Audio By Carbonatix
Cocoa farmers in the Assin North, Assin Central and Assin South Districts of the Central Region have lamented over non-payments of their cocoa sold to Licensed Buying Companies (LBCs).
According to the farmers, the delay in payments had persisted for years, but the situation over the last seven months had worsened their plight.
The farmers, therefore, want government to come clean with them on why their monies had been delayed as they suspected LBCs and Purchasing Clarks (PCs) to be playing smart on them.
The aggrieved farmers made the appeal at a forum on the 'sustainability of the cocoa industry and role of key stakeholders' at Assin-Fosu.
Sharing his frustrations, Mr Philip Amankwah, a 35-year-old farmer from Assin-Andoe, said many cocoa farmers depended mainly on proceeds from their cocoa to fend for their families and prepare new farmlands for the next farming season.
"The proceeds of the cocoa is what we use to pay among others, school fees, utilities, medical bills and therefore, the lack of it is impoverishing the poor farmers without alternative means of livelihoods”.

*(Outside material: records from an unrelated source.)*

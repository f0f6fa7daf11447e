//! Headless reproduction of the start/stress stage pair: a single button that
//! swaps in a 30x40 grid of buttons, any of which swaps back.

mod scripted;
mod stages;

use std::path::Path;

use tableau_core::{HeadlessBackend, Vec2};
use tableau_platform::{App, logging};

use scripted::Scripted;

const FRAMES: usize = 240;
const CLICK_PERIOD: usize = 30;

fn main() -> anyhow::Result<()> {
    logging::init(Some(Path::new("stress.log")))?;
    let frames = std::env::args()
        .nth(1)
        .and_then(|a| a.parse().ok())
        .unwrap_or(FRAMES);

    let app = App::new(stages::STAGES, "start").with_config_file("settings.toml");
    let surface = app.config.surface();
    let headless = HeadlessBackend::from_spec(&surface);
    headless.move_pointer(Vec2::new(surface.size.width / 2, surface.size.height / 2));

    let backend = Scripted::clicking(headless, CLICK_PERIOD, frames);
    app.run(Box::new(backend))
}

Madam Akosua Abrefi from Assin-Bereku with over 60 acres of Cocoa farm said: “We are now keeping the cocoa produce in our rooms after drying because the LBC and PCs are claiming there is no money."
On cocoa weighing scales, the farmers appealed to the government to investigate the widespread manipulation of weighing scales by PCs and arrest perpetrators engaged in such fraudulent practice to serve as deterrent to others.
They also urged LBCs and the Ghana Standards Authority to intensify monitoring especially in the hard-to-reach communities to ensure that PCs adhered to the approved weighing scales and standards.
Touching on other issues affecting the cocoa industry in Ghana, the farmers called on government to pay farmers allowances or pension as it did to public sector employees.
"Public sector employees receive allowances, but as the caretaker of all these groups, we earn nothing after old age,” they lamented.
In an interview with the Ghana News Agency after the programme, some PCs who pleaded anonymity, denied that they were using monies of farmers for personal businesses.